Ma i familiari, talvolta, non li vogliono neppure nuovi, ma perfetti: scoperto l’inghippo, perché non si può “aggiustare” anche questo? Talaltra sono mossi dalla paura, dalla ricerca dei sintomi premonitori, dalla prevenzione oltre la prevenzione. C’è poi il discorso sul senso di colpa o sulla frustrazione, ma questa è un’altra storia. Ciò che conta in questo racconto è che il povero “bipolare” deve lottare non solo contro il suo disturbo, ma anche contro il pregiudizio di “essere bipolare” e non “affetto da disturbo bipolare”. Ecco che il suo disturbo è diventato a pieno diritto il suo carattere.

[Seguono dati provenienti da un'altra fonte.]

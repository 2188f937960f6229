//! Branded ID newtypes for type safety.
//!
//! Records and viewers get distinct ID types so a viewer ID can never be
//! passed where a record ID is expected. Both wrap a prefixed UUID v7
//! (time-ordered), which keeps IDs unique for the life of the process even
//! when many calls land in the same nanosecond.

use serde::{Deserialize, Serialize};
use std::fmt;
use uuid::Uuid;

macro_rules! branded_id {
    ($(#[$meta:meta])* $name:ident, $prefix:literal) => {
        $(#[$meta])*
        #[derive(Clone, Debug, PartialEq, Eq, Hash, PartialOrd, Ord, Serialize, Deserialize)]
        #[serde(transparent)]
        pub struct $name(String);

        impl $name {
            /// Prefix prepended to generated IDs.
            pub const PREFIX: &'static str = $prefix;

            /// Create a new time-ordered ID.
            #[must_use]
            pub fn new() -> Self {
                Self(format!("{}{}", $prefix, Uuid::now_v7().simple()))
            }

            /// Return the inner string as a slice.
            #[must_use]
            pub fn as_str(&self) -> &str {
                &self.0
            }

            /// Consume self and return the inner `String`.
            #[must_use]
            pub fn into_inner(self) -> String {
                self.0
            }
        }

        impl Default for $name {
            fn default() -> Self {
                Self::new()
            }
        }

        impl std::ops::Deref for $name {
            type Target = str;
            fn deref(&self) -> &str {
                &self.0
            }
        }

        impl AsRef<str> for $name {
            fn as_ref(&self) -> &str {
                &self.0
            }
        }

        impl fmt::Display for $name {
            fn fmt(&self, f: &mut fmt::Formatter<'_>) -> fmt::Result {
                f.write_str(&self.0)
            }
        }

        impl From<String> for $name {
            fn from(s: String) -> Self {
                Self(s)
            }
        }

        impl From<&str> for $name {
            fn from(s: &str) -> Self {
                Self(s.to_owned())
            }
        }

        impl From<$name> for String {
            fn from(id: $name) -> Self {
                id.0
            }
        }
    };
}

branded_id! {
    /// Unique identifier for a captured webhook call.
    RecordId, "req_"
}

branded_id! {
    /// Unique identifier for a live viewer connection.
    ViewerId, "viewer_"
}
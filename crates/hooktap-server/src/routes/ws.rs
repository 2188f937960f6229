//! `GET /ws`: upgrade to a viewer session.

use axum::extract::State;
use axum::extract::ws::WebSocketUpgrade;
use axum::http::StatusCode;
use axum::response::{IntoResponse, Response};
use hooktap_core::ViewerId;
use tracing::debug;

use crate::server::AppState;
use crate::websocket::run_viewer_session;

/// Upgrade and hand the socket to a new viewer session.
pub async fn upgrade(ws: WebSocketUpgrade, State(state): State<AppState>) -> Response {
    if state.shutdown.is_shutting_down() {
        return StatusCode::SERVICE_UNAVAILABLE.into_response();
    }

    let viewer_id = ViewerId::new();
    debug!(%viewer_id, "upgrading viewer connection");
    let deps = state.session_deps();
    ws.on_upgrade(move |socket| run_viewer_session(socket, viewer_id, deps))
}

No, non è così: la ragazzetta di cui sopra il suo “carattere” lo aveva, ed infatti erroneamente era stato considerato il suo disturbo principale; ed era ed è un carattere molto versato allo scontro, alla polemica, alla iper-reattività agli eventi esterni, specialmente al giudizio, all’abbandono, al rifiuto. E tale era rimasto, nonostante litio ed affini. Una psicoterapia certo l’avrebbe aiutata ad interpretare meglio il mondo esterno e ad interagire in una maniera meno disfunzionale con esso, ma con tempi lunghi ed impegno: perché ci vuole tempo ed allenamento per non soccombere ed imparare a controbattere alla mossa finale.
“E che te li aumento a fare? È il tuo carattere: tu sei una scassacazzi di personalità, hai preso da mamma”.
Lei ed il padre sorrisero, la mamma un po’ meno. Io ero ancora tutto intero: per una volta, la mossa finale dell’eroe non aveva funzionato.